Provided records:
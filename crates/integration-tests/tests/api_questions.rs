use axum::http::{Method, StatusCode};
use serde_json::json;

use integration_tests::TestApp;

async fn create_question(app: &TestApp, cookie: &str) -> String {
    let response = app
        .post(
            "/question",
            json!({
                "title": "How do lifetimes work?",
                "description": "The borrow checker rejects my code",
                "tagNames": ["rust", "lifetimes", "rust"],
            }),
            cookie,
        )
        .await;
    assert_eq!(response.status, StatusCode::CREATED, "{:?}", response.body);
    response.body["question"]["id"].as_str().unwrap().to_string()
}

#[tokio::test]
async fn vote_up_then_down_end_to_end() {
    let app = TestApp::new();
    let cookie = app.register("alice").await;
    let login = app
        .request(
            Method::POST,
            "/auth/login",
            Some(json!({ "email": "alice@example.com", "password": "password123" })),
            None,
        )
        .await;
    let cookie = login.cookie.unwrap_or(cookie);
    let id = create_question(&app, &cookie).await;

    let up = app
        .post(&format!("/question/{id}/vote"), json!({ "type": "up" }), &cookie)
        .await;
    assert_eq!(up.status, StatusCode::OK);
    assert_eq!(up.body, json!({ "message": "Vote updated", "votes": 1, "up": 1, "down": 0 }));

    let detail = app.get(&format!("/question/{id}"), &cookie).await;
    assert_eq!(detail.body["question"]["votes"], 1);

    let down = app
        .post(&format!("/question/{id}/vote"), json!({ "type": "down" }), &cookie)
        .await;
    assert_eq!(down.body["votes"], -1);

    let detail = app.get(&format!("/question/{id}"), &cookie).await;
    assert_eq!(detail.body["question"]["votes"], -1);
    assert_eq!(detail.body["question"]["upvotes"], json!([]));
    assert_eq!(detail.body["question"]["downvotes"].as_array().unwrap().len(), 1);

    let tally = app.get(&format!("/question/{id}/votes"), &cookie).await;
    assert_eq!(tally.body, json!({ "up": 0, "down": 1, "net": -1 }));
}

#[tokio::test]
async fn repeated_votes_are_idempotent() {
    let app = TestApp::new();
    let cookie = app.register("alice").await;
    let id = create_question(&app, &cookie).await;

    for _ in 0..3 {
        app.post(&format!("/question/{id}/vote"), json!({ "type": "up" }), &cookie)
            .await;
    }
    let tally = app.get(&format!("/question/{id}/votes"), &cookie).await;
    assert_eq!(tally.body["net"], 1);

    let retract = app
        .post(&format!("/question/{id}/vote"), json!({ "type": "meh" }), &cookie)
        .await;
    assert_eq!(retract.body["votes"], 0);
}

#[tokio::test]
async fn non_string_vote_type_retracts() {
    let app = TestApp::new();
    let cookie = app.register("alice").await;
    let id = create_question(&app, &cookie).await;

    app.post(&format!("/question/{id}/vote"), json!({ "type": "up" }), &cookie)
        .await;

    for body in [json!({ "type": 1 }), json!({ "type": ["up"] }), json!({ "type": true })] {
        let response = app
            .post(&format!("/question/{id}/vote"), body.clone(), &cookie)
            .await;
        assert_eq!(response.status, StatusCode::OK, "{body}");
        assert_eq!(response.body["votes"], 0, "{body}");
    }

    let tally = app.get(&format!("/question/{id}/votes"), &cookie).await;
    assert_eq!(tally.body, json!({ "up": 0, "down": 0, "net": 0 }));
}

#[tokio::test]
async fn question_views_resolve_tags_and_author() {
    let app = TestApp::new();
    let cookie = app.register("alice").await;
    create_question(&app, &cookie).await;

    let list = app.get("/question", &cookie).await;
    let first = &list.body[0];
    assert_eq!(first["tags"], json!(["rust", "lifetimes"]));
    assert_eq!(first["author"], json!({ "username": "alice", "reputation": 0 }));

    let tags = app.get("/tag", &cookie).await;
    assert_eq!(tags.body.as_array().unwrap().len(), 2);
}

#[tokio::test]
async fn detail_nests_answers_and_comments() {
    let app = TestApp::new();
    let alice = app.register("alice").await;
    let bob = app.register("bob").await;
    let id = create_question(&app, &alice).await;

    let answer = app
        .post(&format!("/answer/question/{id}"), json!({ "content": "Read the book" }), &bob)
        .await;
    assert_eq!(answer.status, StatusCode::CREATED);
    assert_eq!(answer.body["message"], "Answer created");
    let answer_id = answer.body["answer"]["id"].as_str().unwrap().to_string();

    let comment = app
        .post(&format!("/comment/answer/{answer_id}"), json!({ "content": "Thanks!" }), &alice)
        .await;
    assert_eq!(comment.status, StatusCode::CREATED);

    let detail = app.get(&format!("/question/{id}"), &alice).await;
    let answers = detail.body["question"]["answers"].as_array().unwrap();
    assert_eq!(answers.len(), 1);
    assert_eq!(answers[0]["author"]["username"], "bob");
    assert_eq!(answers[0]["comments"][0]["content"], "Thanks!");

    let unanswered = app.get("/question/unanswered", &alice).await;
    assert_eq!(unanswered.body, json!([]));

    // Alice is told that Bob answered.
    let inbox = app.get("/notifications", &alice).await;
    assert_eq!(inbox.body[0]["type"], "answer_posted");
}

#[tokio::test]
async fn my_questions_only_lists_own() {
    let app = TestApp::new();
    let alice = app.register("alice").await;
    let bob = app.register("bob").await;
    create_question(&app, &alice).await;

    assert_eq!(app.get("/question/my", &alice).await.body.as_array().unwrap().len(), 1);
    assert_eq!(app.get("/question/my", &bob).await.body, json!([]));
}

#[tokio::test]
async fn bad_input_is_reported_as_json() {
    let app = TestApp::new();
    let cookie = app.register("alice").await;

    let bad_id = app.get("/question/not-a-uuid", &cookie).await;
    assert_eq!(bad_id.status, StatusCode::BAD_REQUEST);
    assert!(bad_id.body["error"].is_string());

    let missing = app
        .get(&format!("/question/{}", uuid::Uuid::now_v7()), &cookie)
        .await;
    assert_eq!(missing.status, StatusCode::NOT_FOUND);
    assert_eq!(missing.error(), "Question not found");

    let blank = app.post("/question", json!({ "title": "" }), &cookie).await;
    assert_eq!(blank.status, StatusCode::BAD_REQUEST);
}

#[tokio::test]
async fn answer_and_comment_votes() {
    let app = TestApp::new();
    let alice = app.register("alice").await;
    let id = create_question(&app, &alice).await;
    let answer = app
        .post(&format!("/answer/question/{id}"), json!({ "content": "self answer" }), &alice)
        .await;
    let answer_id = answer.body["answer"]["id"].as_str().unwrap().to_string();
    let comment = app
        .post(&format!("/comment/answer/{answer_id}"), json!({ "content": "note" }), &alice)
        .await;
    let comment_id = comment.body["comment"]["id"].as_str().unwrap().to_string();

    let voted = app
        .post(&format!("/answer/{answer_id}/vote"), json!({ "type": "down" }), &alice)
        .await;
    assert_eq!(voted.body["down"], 1);

    let voted = app
        .post(&format!("/comment/{comment_id}/vote"), json!({ "type": "up" }), &alice)
        .await;
    assert_eq!(voted.body["up"], 1);
    let tally = app.get(&format!("/comment/{comment_id}/votes"), &alice).await;
    assert_eq!(tally.body["net"], 1);
}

Your goal: Every record must be output again with its wording unchanged.

The answer:
filename crates/integration-tests/tests/api_questions.rs
use axum::http::{Method, StatusCode};
use serde_json::json;

use integration_tests::TestApp;

async fn create_question(app: &TestApp, cookie: &str) -> String {
    let response = app
        .post(
            "/question",
            json!({
                "title": "How do lifetimes work?",
                "description": "The borrow checker rejects my code",
                "tagNames": ["rust", "lifetimes", "rust"],
            }),
            cookie,
        )
        .await;
    assert_eq!(response.status, StatusCode::CREATED, "{:?}", response.body);
    response.body["question"]["id"].as_str().unwrap().to_string()
}

#[tokio::test]
async fn vote_up_then_down_end_to_end() {
    let app = TestApp::new();
    let cookie = app.register("alice").await;
    let login = app
        .request(
            Method::POST,
            "/auth/login",
            Some(json!({ "email": "alice@example.com", "password": "password123" })),
            None,
        )
        .await;
    let cookie = login.cookie.unwrap_or(cookie);
    let id = create_question(&app, &cookie).await;

    let up = app
        .post(&format!("/question/{id}/vote"), json!({ "type": "up" }), &cookie)
        .await;
    assert_eq!(up.status, StatusCode::OK);
    assert_eq!(up.body, json!({ "message": "Vote updated", "votes": 1, "up": 1, "down": 0 }));

    let detail = app.get(&format!("/question/{id}"), &cookie).await;
    assert_eq!(detail.body["question"]["votes"], 1);

    let down = app
        .post(&format!("/question/{id}/vote"), json!({ "type": "down" }), &cookie)
        .await;
    assert_eq!(down.body["votes"], -1);

    let detail = app.get(&format!("/question/{id}"), &cookie).await;
    assert_eq!(detail.body["question"]["votes"], -1);
    assert_eq!(detail.body["question"]["upvotes"], json!([]));
    assert_eq!(detail.body["question"]["downvotes"].as_array().unwrap().len(), 1);

    let tally = app.get(&format!("/question/{id}/votes"), &cookie).await;
    assert_eq!(tally.body, json!({ "up": 0, "down": 1, "net": -1 }));
}

#[tokio::test]
async fn repeated_votes_are_idempotent() {
    let app = TestApp::new();
    let cookie = app.register("alice").await;
    let id = create_question(&app, &cookie).await;

    for _ in 0..3 {
        app.post(&format!("/question/{id}/vote"), json!({ "type": "up" }), &cookie)
            .await;
    }
    let tally = app.get(&format!("/question/{id}/votes"), &cookie).await;
    assert_eq!(tally.body["net"], 1);

    let retract = app
        .post(&format!("/question/{id}/vote"), json!({ "type": "meh" }), &cookie)
        .await;
    assert_eq!(retract.body["votes"], 0);
}

#[tokio::test]
async fn non_string_vote_type_retracts() {
    let app = TestApp::new();
    let cookie = app.register("alice").await;
    let id = create_question(&app, &cookie).await;

    app.post(&format!("/question/{id}/vote"), json!({ "type": "up" }), &cookie)
        .await;

    for body in [json!({ "type": 1 }), json!({ "type": ["up"] }), json!({ "type": true })] {
        let response = app
            .post(&format!("/question/{id}/vote"), body.clone(), &cookie)
            .await;
        assert_eq!(response.status, StatusCode::OK, "{body}");
        assert_eq!(response.body["votes"], 0, "{body}");
    }

    let tally = app.get(&format!("/question/{id}/votes"), &cookie).await;
    assert_eq!(tally.body, json!({ "up": 0, "down": 0, "net": 0 }));
}

#[tokio::test]
async fn question_views_resolve_tags_and_author() {
    let app = TestApp::new();
    let cookie = app.register("alice").await;
    create_question(&app, &cookie).await;

    let list = app.get("/question", &cookie).await;
    let first = &list.body[0];
    assert_eq!(first["tags"], json!(["rust", "lifetimes"]));
    assert_eq!(first["author"], json!({ "username": "alice", "reputation": 0 }));

    let tags = app.get("/tag", &cookie).await;
    assert_eq!(tags.body.as_array().unwrap().len(), 2);
}

#[tokio::test]
async fn detail_nests_answers_and_comments() {
    let app = TestApp::new();
    let alice = app.register("alice").await;
    let bob = app.register("bob").await;
    let id = create_question(&app, &alice).await;

    let answer = app
        .post(&format!("/answer/question/{id}"), json!({ "content": "Read the book" }), &bob)
        .await;
    assert_eq!(answer.status, StatusCode::CREATED);
    assert_eq!(answer.body["message"], "Answer created");
    let answer_id = answer.body["answer"]["id"].as_str().unwrap().to_string();

    let comment = app
        .post(&format!("/comment/answer/{answer_id}"), json!({ "content": "Thanks!" }), &alice)
        .await;
    assert_eq!(comment.status, StatusCode::CREATED);

    let detail = app.get(&format!("/question/{id}"), &alice).await;
    let answers = detail.body["question"]["answers"].as_array().unwrap();
    assert_eq!(answers.len(), 1);
    assert_eq!(answers[0]["author"]["username"], "bob");
    assert_eq!(answers[0]["comments"][0]["content"], "Thanks!");

    let unanswered = app.get("/question/unanswered", &alice).await;
    assert_eq!(unanswered.body, json!([]));

    // Alice is told that Bob answered.
    let inbox = app.get("/notifications", &alice).await;
    assert_eq!(inbox.body[0]["type"], "answer_posted");
}

#[tokio::test]
async fn my_questions_only_lists_own() {
    let app = TestApp::new();
    let alice = app.register("alice").await;
    let bob = app.register("bob").await;
    create_question(&app, &alice).await;

    assert_eq!(app.get("/question/my", &alice).await.body.as_array().unwrap().len(), 1);
    assert_eq!(app.get("/question/my", &bob).await.body, json!([]));
}

#[tokio::test]
async fn bad_input_is_reported_as_json() {
    let app = TestApp::new();
    let cookie = app.register("alice").await;

    let bad_id = app.get("/question/not-a-uuid", &cookie).await;
    assert_eq!(bad_id.status, StatusCode::BAD_REQUEST);
    assert!(bad_id.body["error"].is_string());

    let missing = app
        .get(&format!("/question/{}", uuid::Uuid::now_v7()), &cookie)
        .await;
    assert_eq!(missing.status, StatusCode::NOT_FOUND);
    assert_eq!(missing.error(), "Question not found");

    let blank = app.post("/question", json!({ "title": "" }), &cookie).await;
    assert_eq!(blank.status, StatusCode::BAD_REQUEST);
}

#[tokio::test]
async fn answer_and_comment_votes() {
    let app = TestApp::new();
    let alice = app.register("alice").await;
    let id = create_question(&app, &alice).await;
    let answer = app
        .post(&format!("/answer/question/{id}"), json!({ "content": "self answer" }), &alice)
        .await;
    let answer_id = answer.body["answer"]["id"].as_str().unwrap().to_string();
    let comment = app
        .post(&format!("/comment/answer/{answer_id}"), json!({ "content": "note" }), &alice)
        .await;
    let comment_id = comment.body["comment"]["id"].as_str().unwrap().to_string();

    let voted = app
        .post(&format!("/answer/{answer_id}/vote"), json!({ "type": "down" }), &alice)
        .await;
    assert_eq!(voted.body["down"], 1);

    let voted = app
        .post(&format!("/comment/{comment_id}/vote"), json!({ "type": "up" }), &alice)
        .await;
    assert_eq!(voted.body["up"], 1);
    let tally = app.get(&format!("/comment/{comment_id}/votes"), &alice).await;
    assert_eq!(tally.body["net"], 1);
}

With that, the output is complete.